From: Thomas Gleixner
Date: Mon Nov 21 2016 - 16:37:47 EST


On Mon, 21 Nov 2016, Pandruvada, Srinivas wrote:

> On Fri, 2016-11-18 at 00:03 +0000, Thomas Gleixner wrote:
> > We solely intended to convert that driver to the hotplug state
> > machine and
> > stumbled over a large pile of insanities, which are all interwoven
> > with the
> > package management:
>
> Thanks Thomas for fixes.
> But I did a very simple test on 4.9.0-rc5 on a client machine, just
> rmmod and read zone, it will cause crash. I have not tested on a multi-
> socket system, which is also required where the real test of Âlast cpu
> on a package goes offline can be tested.
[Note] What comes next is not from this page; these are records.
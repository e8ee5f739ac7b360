//! Review repository.

use cinelog_common::{AppError, AppResult};

use crate::records::ReviewRecord;
use crate::repositories::paginate;
use crate::storage::Collection;

/// Review repository for store operations.
#[derive(Clone)]
pub struct ReviewRepository {
    reviews: Collection<ReviewRecord>,
}

impl ReviewRepository {
    /// Create a new review repository.
    #[must_use]
    pub const fn new(reviews: Collection<ReviewRecord>) -> Self {
        Self { reviews }
    }

    /// Find a review by ID.
    pub async fn find_by_id(&self, id: &str) -> Option<ReviewRecord> {
        self.reviews.get(id).await
    }

    /// Find a review by ID, returning an error if not found.
    pub async fn get_by_id(&self, id: &str) -> AppResult<ReviewRecord> {
        self.find_by_id(id)
            .await
            .ok_or_else(|| AppError::ReviewNotFound(id.to_string()))
    }

    /// Find the review a user wrote for a movie, if any.
    pub async fn find_by_author_and_movie(
        &self,
        author_id: &str,
        movie_id: &str,
    ) -> Option<ReviewRecord> {
        self.reviews
            .find(|r| r.author_id == author_id && r.movie_id == movie_id)
            .await
            .into_iter()
            .next()
    }

    /// Reviews for a movie, newest first (paginated).
    pub async fn find_by_movie(
        &self,
        movie_id: &str,
        limit: usize,
        offset: usize,
    ) -> Vec<ReviewRecord> {
        let mut reviews = self.reviews.find(|r| r.movie_id == movie_id).await;
        reviews.sort_by(|a, b| b.created_at.cmp(&a.created_at));
        paginate(reviews, limit, offset)
    }

    /// Reviews written by a user, newest first (paginated).
    pub async fn find_by_author(
        &self,
        author_id: &str,
        limit: usize,
        offset: usize,
    ) -> Vec<ReviewRecord> {
        let mut reviews = self.reviews.find(|r| r.author_id == author_id).await;
        reviews.sort_by(|a, b| b.created_at.cmp(&a.created_at));
        paginate(reviews, limit, offset)
    }

    /// All ratings for a movie. Used to derive the average on read.
    pub async fn ratings_for_movie(&self, movie_id: &str) -> Vec<u8> {
        self.reviews
            .find(|r| r.movie_id == movie_id)
            .await
            .into_iter()
            .map(|r| r.rating)
            .collect()
    }

    /// Ids of every review for a movie. Used for cascading deletes.
    pub async fn ids_for_movie(&self, movie_id: &str) -> Vec<String> {
        self.reviews
            .find(|r| r.movie_id == movie_id)
            .await
            .into_iter()
            .map(|r| r.id)
            .collect()
    }

    /// Ids of every review by an author. Used for cascading deletes.
    pub async fn ids_for_author(&self, author_id: &str) -> Vec<String> {
        self.reviews
            .find(|r| r.author_id == author_id)
            .await
            .into_iter()
            .map(|r| r.id)
            .collect()
    }

    /// Create a new review.
    pub async fn create(&self, review: ReviewRecord) -> AppResult<ReviewRecord> {
        self.reviews.insert(review).await
    }

    /// Update a review.
    pub async fn update(&self, review: ReviewRecord) -> AppResult<ReviewRecord> {
        self.reviews.replace(review).await
    }

    /// Delete a review.
    pub async fn delete(&self, id: &str) -> AppResult<()> {
        if self.reviews.remove(id).await? {
            Ok(())
        } else {
            Err(AppError::ReviewNotFound(id.to_string()))
        }
    }

    /// Delete every review for a movie. Returns the removed count.
    pub async fn delete_by_movie(&self, movie_id: &str) -> AppResult<usize> {
        self.reviews.remove_where(|r| r.movie_id == movie_id).await
    }

    /// Delete every review by an author. Returns the removed count.
    pub async fn delete_by_author(&self, author_id: &str) -> AppResult<usize> {
        self.reviews
            .remove_where(|r| r.author_id == author_id)
            .await
    }

    /// Count all reviews.
    pub async fn count(&self) -> usize {
        self.reviews.count().await
    }
}

#[cfg(test)]
#[allow(clippy::unwrap_used)]
mod tests {
    use super::*;
    use chrono::{Duration, Utc};

    fn review(id: &str, movie_id: &str, author_id: &str, age_mins: i64) -> ReviewRecord {
        ReviewRecord {
            id: id.to_string(),
            movie_id: movie_id.to_string(),
            author_id: author_id.to_string(),
            rating: 4,
            text: "fine".to_string(),
            created_at: Utc::now() - Duration::minutes(age_mins),
            updated_at: None,
        }
    }

    #[tokio::test]
    async fn test_find_by_movie_newest_first() {
        let repo = ReviewRepository::new(Collection::in_memory());
        repo.create(review("r1", "1", "u1", 30)).await.unwrap();
        repo.create(review("r2", "1", "u2", 10)).await.unwrap();
        repo.create(review("r3", "2", "u1", 5)).await.unwrap();

        let reviews = repo.find_by_movie("1", 10, 0).await;
        let ids: Vec<&str> = reviews.iter().map(|r| r.id.as_str()).collect();
        assert_eq!(ids, vec!["r2", "r1"]);
    }

    #[tokio::test]
    async fn test_find_by_author_and_movie() {
        let repo = ReviewRepository::new(Collection::in_memory());
        repo.create(review("r1", "1", "u1", 0)).await.unwrap();

        assert!(repo.find_by_author_and_movie("u1", "1").await.is_some());
        assert!(repo.find_by_author_and_movie("u1", "2").await.is_none());
        assert!(repo.find_by_author_and_movie("u2", "1").await.is_none());
    }

    #[tokio::test]
    async fn test_delete_by_movie_removes_only_that_movie() {
        let repo = ReviewRepository::new(Collection::in_memory());
        repo.create(review("r1", "1", "u1", 0)).await.unwrap();
        repo.create(review("r2", "1", "u2", 0)).await.unwrap();
        repo.create(review("r3", "2", "u1", 0)).await.unwrap();

        let removed = repo.delete_by_movie("1").await.unwrap();
        assert_eq!(removed, 2);
        assert_eq!(repo.count().await, 1);
        assert!(repo.find_by_id("r3").await.is_some());
    }
}
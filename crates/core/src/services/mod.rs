//! Business logic services.

#![allow(missing_docs)]

pub mod blocking;
pub mod catalog;
pub mod following;
pub mod movie;
pub mod notification;
pub mod penalty;
pub mod review;
pub mod session;
pub mod user;

#[cfg(test)]
pub(crate) mod test_support;

pub use blocking::BlockService;
pub use catalog::{CatalogService, ExternalMovie};
pub use following::FollowService;
pub use movie::{CreateMovieInput, MovieService, MovieSort, RatedMovie, UpdateMovieInput};
pub use notification::NotificationService;
pub use penalty::{
    CreatePenaltyInput, PenaltyHistory, PenaltyService, PenaltyStatus, UpdatePenaltyInput,
};
pub use review::{CreateReviewInput, ReviewService, UpdateReviewInput};
pub use session::SessionService;
pub use user::{
    AdminUpdateUserInput, RegisterUserInput, UpdateProfileInput, UserProfile, UserService,
};
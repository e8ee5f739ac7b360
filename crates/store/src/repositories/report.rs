//! Report repository.

use cinelog_common::{AppError, AppResult};

use crate::records::ReportRecord;
use crate::repositories::paginate;
use crate::storage::Collection;

/// Report repository for store operations.
#[derive(Clone)]
pub struct ReportRepository {
    reports: Collection<ReportRecord>,
}

impl ReportRepository {
    /// Create a new report repository.
    #[must_use]
    pub const fn new(reports: Collection<ReportRecord>) -> Self {
        Self { reports }
    }

    /// Find a report by ID.
    pub async fn find_by_id(&self, id: &str) -> Option<ReportRecord> {
        self.reports.get(id).await
    }

    /// Find a report by ID, returning an error if not found.
    pub async fn get_by_id(&self, id: &str) -> AppResult<ReportRecord> {
        self.find_by_id(id)
            .await
            .ok_or_else(|| AppError::NotFound(format!("Report '{id}' not found")))
    }

    /// Reports, newest first, optionally filtered by viewed status.
    pub async fn list(
        &self,
        viewed: Option<bool>,
        limit: usize,
        offset: usize,
    ) -> Vec<ReportRecord> {
        let mut reports = self
            .reports
            .find(|r| viewed.is_none_or(|v| r.admin_viewed == v))
            .await;
        reports.sort_by(|a, b| b.created_at.cmp(&a.created_at));
        paginate(reports, limit, offset)
    }

    /// Reports filed against one review, newest first.
    pub async fn find_by_review(&self, review_id: &str) -> Vec<ReportRecord> {
        let mut reports = self.reports.find(|r| r.review_id == review_id).await;
        reports.sort_by(|a, b| b.created_at.cmp(&a.created_at));
        reports
    }

    /// Create a new report.
    pub async fn create(&self, report: ReportRecord) -> AppResult<ReportRecord> {
        self.reports.insert(report).await
    }

    /// Update a report.
    pub async fn update(&self, report: ReportRecord) -> AppResult<ReportRecord> {
        self.reports.replace(report).await
    }

    /// Delete a report.
    pub async fn delete(&self, id: &str) -> AppResult<()> {
        if self.reports.remove(id).await? {
            Ok(())
        } else {
            Err(AppError::NotFound(format!("Report '{id}' not found")))
        }
    }

    /// Delete every report against a review. Returns the removed count.
    pub async fn delete_by_review(&self, review_id: &str) -> AppResult<usize> {
        self.reports
            .remove_where(|r| r.review_id == review_id)
            .await
    }

    /// Delete every report filed by a user. Returns the removed count.
    pub async fn delete_by_reporter(&self, reporter_id: &str) -> AppResult<usize> {
        self.reports
            .remove_where(|r| r.reporter_id == reporter_id)
            .await
    }

    /// Count all reports.
    pub async fn count(&self) -> usize {
        self.reports.count().await
    }
}
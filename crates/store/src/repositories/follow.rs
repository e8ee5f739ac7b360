//! Follow repository.

use cinelog_common::AppResult;

use crate::records::FollowRecord;
use crate::repositories::paginate;
use crate::storage::Collection;

/// Follow repository for store operations.
#[derive(Clone)]
pub struct FollowRepository {
    follows: Collection<FollowRecord>,
}

impl FollowRepository {
    /// Create a new follow repository.
    #[must_use]
    pub const fn new(follows: Collection<FollowRecord>) -> Self {
        Self { follows }
    }

    /// Whether `follower_id` follows `followee_id`.
    pub async fn is_following(&self, follower_id: &str, followee_id: &str) -> bool {
        self.find_pair(follower_id, followee_id).await.is_some()
    }

    /// The follow edge from `follower_id` to `followee_id`, if any.
    pub async fn find_pair(&self, follower_id: &str, followee_id: &str) -> Option<FollowRecord> {
        self.follows
            .find(|f| f.follower_id == follower_id && f.followee_id == followee_id)
            .await
            .into_iter()
            .next()
    }

    /// Create a follow edge.
    pub async fn create(&self, follow: FollowRecord) -> AppResult<FollowRecord> {
        self.follows.insert(follow).await
    }

    /// Remove the follow edge from `follower_id` to `followee_id`.
    pub async fn delete_pair(&self, follower_id: &str, followee_id: &str) -> AppResult<bool> {
        let removed = self
            .follows
            .remove_where(|f| f.follower_id == follower_id && f.followee_id == followee_id)
            .await?;
        Ok(removed > 0)
    }

    /// Edges pointing at `user_id` (their followers), newest first.
    pub async fn followers_of(
        &self,
        user_id: &str,
        limit: usize,
        offset: usize,
    ) -> Vec<FollowRecord> {
        let mut follows = self.follows.find(|f| f.followee_id == user_id).await;
        follows.sort_by(|a, b| b.created_at.cmp(&a.created_at));
        paginate(follows, limit, offset)
    }

    /// Edges starting at `user_id` (who they follow), newest first.
    pub async fn following_of(
        &self,
        user_id: &str,
        limit: usize,
        offset: usize,
    ) -> Vec<FollowRecord> {
        let mut follows = self.follows.find(|f| f.follower_id == user_id).await;
        follows.sort_by(|a, b| b.created_at.cmp(&a.created_at));
        paginate(follows, limit, offset)
    }

    /// Remove every edge touching `user_id`, either side. Returns the count.
    pub async fn delete_all_for_user(&self, user_id: &str) -> AppResult<usize> {
        self.follows
            .remove_where(|f| f.follower_id == user_id || f.followee_id == user_id)
            .await
    }
}

#[cfg(test)]
#[allow(clippy::unwrap_used)]
mod tests {
    use super::*;
    use chrono::Utc;

    fn follow(id: &str, follower: &str, followee: &str) -> FollowRecord {
        FollowRecord {
            id: id.to_string(),
            follower_id: follower.to_string(),
            followee_id: followee.to_string(),
            created_at: Utc::now(),
        }
    }

    #[tokio::test]
    async fn test_is_following_is_directional() {
        let repo = FollowRepository::new(Collection::in_memory());
        repo.create(follow("f1", "a", "b")).await.unwrap();

        assert!(repo.is_following("a", "b").await);
        assert!(!repo.is_following("b", "a").await);
    }

    #[tokio::test]
    async fn test_delete_all_for_user_removes_both_sides() {
        let repo = FollowRepository::new(Collection::in_memory());
        repo.create(follow("f1", "a", "b")).await.unwrap();
        repo.create(follow("f2", "c", "a")).await.unwrap();
        repo.create(follow("f3", "b", "c")).await.unwrap();

        assert_eq!(repo.delete_all_for_user("a").await.unwrap(), 2);
        assert!(repo.is_following("b", "c").await);
    }
}
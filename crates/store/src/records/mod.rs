//! Typed records persisted by the store.

pub mod block;
pub mod follow;
pub mod movie;
pub mod notification;
pub mod penalty;
pub mod report;
pub mod review;
pub mod user;

pub use block::BlockRecord;
pub use follow::FollowRecord;
pub use movie::MovieRecord;
pub use notification::{NotificationKind, NotificationRecord};
pub use penalty::PenaltyRecord;
pub use report::ReportRecord;
pub use review::ReviewRecord;
pub use user::UserRecord;
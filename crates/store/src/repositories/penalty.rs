//! Penalty repository.

use cinelog_common::{AppError, AppResult};

use crate::records::PenaltyRecord;
use crate::storage::Collection;

/// Penalty repository for store operations.
#[derive(Clone)]
pub struct PenaltyRepository {
    penalties: Collection<PenaltyRecord>,
}

impl PenaltyRepository {
    /// Create a new penalty repository.
    #[must_use]
    pub const fn new(penalties: Collection<PenaltyRecord>) -> Self {
        Self { penalties }
    }

    /// Find a penalty by ID.
    pub async fn find_by_id(&self, id: &str) -> Option<PenaltyRecord> {
        self.penalties.get(id).await
    }

    /// Find a penalty by ID, returning an error if not found.
    pub async fn get_by_id(&self, id: &str) -> AppResult<PenaltyRecord> {
        self.find_by_id(id)
            .await
            .ok_or_else(|| AppError::NotFound(format!("Penalty '{id}' not found")))
    }

    /// Penalties issued against a user, most recent start first.
    pub async fn find_by_user(&self, user_id: &str) -> Vec<PenaltyRecord> {
        let mut penalties = self.penalties.find(|p| p.user_id == user_id).await;
        penalties.sort_by(|a, b| b.start_date.cmp(&a.start_date));
        penalties
    }

    /// All penalties, newest first.
    pub async fn list_all(&self) -> Vec<PenaltyRecord> {
        let mut penalties = self.penalties.list().await;
        penalties.sort_by(|a, b| b.created_at.cmp(&a.created_at));
        penalties
    }

    /// Create a new penalty.
    pub async fn create(&self, penalty: PenaltyRecord) -> AppResult<PenaltyRecord> {
        self.penalties.insert(penalty).await
    }

    /// Update a penalty.
    pub async fn update(&self, penalty: PenaltyRecord) -> AppResult<PenaltyRecord> {
        self.penalties.replace(penalty).await
    }

    /// Delete a penalty.
    pub async fn delete(&self, id: &str) -> AppResult<()> {
        if self.penalties.remove(id).await? {
            Ok(())
        } else {
            Err(AppError::NotFound(format!("Penalty '{id}' not found")))
        }
    }

    /// Delete every penalty against a user. Returns the removed count.
    pub async fn delete_by_user(&self, user_id: &str) -> AppResult<usize> {
        self.penalties.remove_where(|p| p.user_id == user_id).await
    }
}
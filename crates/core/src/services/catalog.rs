//! External movie catalog client.
//!
//! Talks to a TMDB-shaped HTTP API so admins can search and import catalog
//! entries instead of typing them in by hand. Disabled unless an API key is
//! configured.

use std::collections::HashMap;
use std::sync::Arc;
use std::time::Duration;

use serde::{Deserialize, Serialize};
use tokio::sync::RwLock;

use cinelog_common::config::CatalogConfig;
use cinelog_common::{AppError, AppResult};

/// A movie as returned by the external catalog.
#[derive(Debug, Clone, Serialize, Deserialize)]
pub struct ExternalMovie {
    pub external_id: String,
    pub title: String,
    pub genre: String,
    pub year: i32,
    pub director: String,
    pub description: String,
    pub poster_url: Option<String>,
    pub rating: Option<f64>,
}

/// Client for the external movie catalog API.
#[derive(Clone)]
pub struct CatalogService {
    client: reqwest::Client,
    base_url: String,
    api_key: String,
    genre_cache: Arc<RwLock<Option<HashMap<i64, String>>>>,
}

#[derive(Deserialize)]
struct GenreListResponse {
    #[serde(default)]
    genres: Vec<Genre>,
}

#[derive(Deserialize)]
struct Genre {
    id: i64,
    name: String,
}

#[derive(Deserialize)]
struct CreditsResponse {
    #[serde(default)]
    crew: Vec<CrewMember>,
}

#[derive(Deserialize)]
struct CrewMember {
    name: String,
    #[serde(default)]
    job: Option<String>,
}

#[derive(Deserialize)]
struct SearchResponse {
    #[serde(default)]
    results: Vec<SearchResult>,
}

#[derive(Deserialize)]
struct SearchResult {
    id: i64,
    #[serde(default)]
    title: Option<String>,
    #[serde(default)]
    overview: Option<String>,
    #[serde(default)]
    release_date: Option<String>,
    #[serde(default)]
    genre_ids: Vec<i64>,
    #[serde(default)]
    poster_path: Option<String>,
    #[serde(default)]
    vote_average: Option<f64>,
}

#[derive(Deserialize)]
struct MovieDetail {
    #[serde(default)]
    title: Option<String>,
    #[serde(default)]
    overview: Option<String>,
    #[serde(default)]
    release_date: Option<String>,
    #[serde(default)]
    genres: Vec<Genre>,
    #[serde(default)]
    poster_path: Option<String>,
    #[serde(default)]
    vote_average: Option<f64>,
}

impl CatalogService {
    /// Build the service from configuration. Returns `None` when no API key
    /// is configured.
    #[must_use]
    pub fn from_config(config: &CatalogConfig) -> Option<Self> {
        let api_key = config.api_key.clone()?;
        Some(Self {
            client: reqwest::Client::builder()
                .timeout(Duration::from_secs(10))
                .build()
                .unwrap_or_default(),
            base_url: config.base_url.trim_end_matches('/').to_string(),
            api_key,
            genre_cache: Arc::new(RwLock::new(None)),
        })
    }

    /// Search the external catalog.
    pub async fn search(&self, query: &str, limit: usize) -> AppResult<Vec<ExternalMovie>> {
        let url = format!("{}/search/movie", self.base_url);
        let response: SearchResponse = self
            .client
            .get(&url)
            .query(&[
                ("api_key", self.api_key.as_str()),
                ("query", query),
                ("language", "en-US"),
                ("page", "1"),
            ])
            .send()
            .await
            .map_err(external_error)?
            .error_for_status()
            .map_err(external_error)?
            .json()
            .await
            .map_err(external_error)?;

        let genre_map = self.genre_map().await;

        let mut movies = Vec::new();
        for result in response.results.into_iter().take(limit) {
            let director = self.director_of(result.id).await;
            let genre = join_genres(
                result
                    .genre_ids
                    .iter()
                    .filter_map(|id| genre_map.get(id).cloned()),
            );

            movies.push(ExternalMovie {
                external_id: result.id.to_string(),
                title: result.title.unwrap_or_else(|| "Unknown".to_string()),
                genre,
                year: year_of(result.release_date.as_deref()),
                director,
                description: result.overview.unwrap_or_default(),
                poster_url: result.poster_path.as_deref().map(poster_url),
                rating: result.vote_average,
            });
        }

        tracing::info!(query = %query, count = movies.len(), "External catalog search");
        Ok(movies)
    }

    /// Fetch a single movie from the external catalog.
    pub async fn fetch(&self, external_id: &str) -> AppResult<ExternalMovie> {
        let url = format!("{}/movie/{external_id}", self.base_url);
        let detail: MovieDetail = self
            .client
            .get(&url)
            .query(&[
                ("api_key", self.api_key.as_str()),
                ("language", "en-US"),
            ])
            .send()
            .await
            .map_err(external_error)?
            .error_for_status()
            .map_err(|e| {
                if e.status() == Some(reqwest::StatusCode::NOT_FOUND) {
                    AppError::NotFound(format!(
                        "External movie '{external_id}' not found"
                    ))
                } else {
                    external_error(e)
                }
            })?
            .json()
            .await
            .map_err(external_error)?;

        let director = match external_id.parse::<i64>() {
            Ok(id) => self.director_of(id).await,
            Err(_) => "Unknown".to_string(),
        };

        Ok(ExternalMovie {
            external_id: external_id.to_string(),
            title: detail.title.unwrap_or_else(|| "Unknown".to_string()),
            genre: join_genres(detail.genres.into_iter().map(|g| g.name)),
            year: year_of(detail.release_date.as_deref()),
            director,
            description: detail.overview.unwrap_or_default(),
            poster_url: detail.poster_path.as_deref().map(poster_url),
            rating: detail.vote_average,
        })
    }

    /// Genre id to name mapping, fetched once and cached.
    async fn genre_map(&self) -> HashMap<i64, String> {
        if let Some(cached) = self.genre_cache.read().await.clone() {
            return cached;
        }

        let url = format!("{}/genre/movie/list", self.base_url);
        let fetched = self
            .client
            .get(&url)
            .query(&[("api_key", self.api_key.as_str())])
            .send()
            .await
            .and_then(reqwest::Response::error_for_status);

        let map = match fetched {
            Ok(response) => match response.json::<GenreListResponse>().await {
                Ok(list) => list.genres.into_iter().map(|g| (g.id, g.name)).collect(),
                Err(e) => {
                    tracing::warn!(error = %e, "Failed to decode genre list");
                    HashMap::new()
                }
            },
            Err(e) => {
                tracing::warn!(error = %e, "Failed to fetch genre list");
                HashMap::new()
            }
        };

        if !map.is_empty() {
            *self.genre_cache.write().await = Some(map.clone());
        }
        map
    }

    /// Director name from the credits endpoint; "Unknown" on any failure.
    async fn director_of(&self, movie_id: i64) -> String {
        let url = format!("{}/movie/{movie_id}/credits", self.base_url);
        let fetched = self
            .client
            .get(&url)
            .query(&[("api_key", self.api_key.as_str())])
            .send()
            .await
            .and_then(reqwest::Response::error_for_status);

        match fetched {
            Ok(response) => match response.json::<CreditsResponse>().await {
                Ok(credits) => credits
                    .crew
                    .into_iter()
                    .find(|member| member.job.as_deref() == Some("Director"))
                    .map_or_else(|| "Unknown".to_string(), |member| member.name),
                Err(_) => "Unknown".to_string(),
            },
            Err(e) => {
                tracing::warn!(movie_id, error = %e, "Failed to fetch credits");
                "Unknown".to_string()
            }
        }
    }
}

fn external_error(e: reqwest::Error) -> AppError {
    AppError::ExternalService(format!("External catalog request failed: {e}"))
}

/// First two genres joined with a slash, "Unknown" when absent.
fn join_genres(genres: impl Iterator<Item = String>) -> String {
    let joined: Vec<String> = genres.take(2).collect();
    if joined.is_empty() {
        "Unknown".to_string()
    } else {
        joined.join("/")
    }
}

fn year_of(release_date: Option<&str>) -> i32 {
    release_date
        .and_then(|d| d.get(..4))
        .and_then(|y| y.parse().ok())
        .unwrap_or(0)
}

fn poster_url(poster_path: &str) -> String {
    format!("https://image.tmdb.org/t/p/w500{poster_path}")
}

#[cfg(test)]
mod tests {
    use super::*;

    #[test]
    fn test_year_of() {
        assert_eq!(year_of(Some("1995-12-15")), 1995);
        assert_eq!(year_of(Some("")), 0);
        assert_eq!(year_of(None), 0);
    }

    #[test]
    fn test_join_genres_takes_first_two() {
        let genres = ["Crime", "Thriller", "Drama"]
            .into_iter()
            .map(str::to_string);
        assert_eq!(join_genres(genres), "Crime/Thriller");
        assert_eq!(join_genres(std::iter::empty()), "Unknown");
    }

    #[test]
    fn test_disabled_without_api_key() {
        let config = CatalogConfig {
            base_url: "https://api.themoviedb.org/3".to_string(),
            api_key: None,
        };
        assert!(CatalogService::from_config(&config).is_none());
    }
}
//! User record.

use chrono::{DateTime, Utc};
use serde::{Deserialize, Serialize};

use crate::storage::Record;

/// A user account.
#[derive(Clone, Debug, PartialEq, Eq, Serialize, Deserialize)]
pub struct UserRecord {
    pub id: String,

    /// Unique, compared case-insensitively.
    pub username: String,

    /// Unique, compared case-insensitively.
    pub email: String,

    /// Argon2 hash; never the plain password.
    pub password_hash: String,

    #[serde(default)]
    pub is_admin: bool,

    #[serde(default)]
    pub is_suspended: bool,

    /// Reputation score, starts at 3.
    #[serde(default = "default_reputation")]
    pub reputation: i32,

    /// Movie ids this user has marked as favorites.
    #[serde(default)]
    pub favorite_movie_ids: Vec<String>,

    pub created_at: DateTime<Utc>,

    #[serde(default)]
    pub updated_at: Option<DateTime<Utc>>,
}

const fn default_reputation() -> i32 {
    3
}

impl UserRecord {
    /// Lowercased username, the uniqueness key.
    #[must_use]
    pub fn username_lower(&self) -> String {
        self.username.to_lowercase()
    }

    /// Lowercased email, the uniqueness key.
    #[must_use]
    pub fn email_lower(&self) -> String {
        self.email.to_lowercase()
    }
}

impl Record for UserRecord {
    fn id(&self) -> &str {
        &self.id
    }
}
//! Request extractors.

use axum::{extract::FromRequestParts, http::request::Parts};

use cinelog_common::AppError;
use cinelog_store::records::UserRecord;

/// Authenticated user extractor.
#[derive(Debug, Clone)]
pub struct AuthUser(pub UserRecord);

impl<S> FromRequestParts<S> for AuthUser
where
    S: Send + Sync,
{
    type Rejection = AppError;

    async fn from_request_parts(parts: &mut Parts, _state: &S) -> Result<Self, Self::Rejection> {
        // Set by the auth middleware when the session cookie resolves
        parts
            .extensions
            .get::<UserRecord>()
            .cloned()
            .map(AuthUser)
            .ok_or(AppError::Unauthorized)
    }
}

/// Optional authenticated user extractor.
#[derive(Debug, Clone)]
pub struct MaybeAuthUser(pub Option<UserRecord>);

impl<S> FromRequestParts<S> for MaybeAuthUser
where
    S: Send + Sync,
{
    type Rejection = AppError;

    async fn from_request_parts(parts: &mut Parts, _state: &S) -> Result<Self, Self::Rejection> {
        Ok(Self(parts.extensions.get::<UserRecord>().cloned()))
    }
}

/// Authenticated admin extractor.
///
/// Yields 401 without a session and 403 for a non-admin caller.
#[derive(Debug, Clone)]
pub struct AdminUser(pub UserRecord);

impl<S> FromRequestParts<S> for AdminUser
where
    S: Send + Sync,
{
    type Rejection = AppError;

    async fn from_request_parts(parts: &mut Parts, _state: &S) -> Result<Self, Self::Rejection> {
        let user = parts
            .extensions
            .get::<UserRecord>()
            .cloned()
            .ok_or(AppError::Unauthorized)?;

        if !user.is_admin {
            return Err(AppError::Forbidden("Admin privileges required".to_string()));
        }

        Ok(Self(user))
    }
}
Stupid me. I tested putting a socket offline, which works, but did not
check what happens on module removal. Delta fix below. That needs to be
folded into the series as the wreckage already happens before the last
patch.

Thanks,

tglx

8<--------------------
--- a/drivers/thermal/x86_pkg_temp_thermal.c
+++ b/drivers/thermal/x86_pkg_temp_thermal.c
@@ -63,6 +63,7 @@ struct pkg_device {
u32 msr_pkg_therm_high;
struct delayed_work work;
struct thermal_zone_device *tzone;
+ struct cpumask cpumask;
};

static struct thermal_zone_params pkg_temp_tz_params = {
@@ -391,6 +392,7 @@ static int pkg_temp_thermal_device_add(u
rdmsr(MSR_IA32_PACKAGE_THERM_INTERRUPT, pkgdev->msr_pkg_therm_low,
pkgdev->msr_pkg_therm_high);

+ cpumask_set_cpu(cpu, &pkgdev->cpumask);
spin_lock_irq(&pkg_temp_lock);
packages[pkgid] = pkgdev;
spin_unlock_irq(&pkg_temp_lock);
@@ -399,13 +401,15 @@ static int pkg_temp_thermal_device_add(u

static int pkg_thermal_cpu_offline(unsigned int cpu)
{
- int target = cpumask_any_but(topology_core_cpumask(cpu), cpu);
struct pkg_device *pkgdev = pkg_temp_thermal_get_dev(cpu);
bool lastcpu, was_target;
+ int target;

if (!pkgdev)
return 0;

+ target = cpumask_any_but(&pkgdev->cpumask, cpu);
+ cpumask_clear_cpu(cpu, &pkgdev->cpumask);
lastcpu = target >= nr_cpu_ids;

/*
@@ -492,8 +496,10 @@ static int pkg_thermal_cpu_online(unsign
return -ENODEV;

/* If the package exists, nothing to do */
- if (pkgdev)
+ if (pkgdev) {
+ cpumask_set_cpu(cpu, &pkgdev->cpumask);
return 0;
+ }
return pkg_temp_thermal_device_add(cpu);
}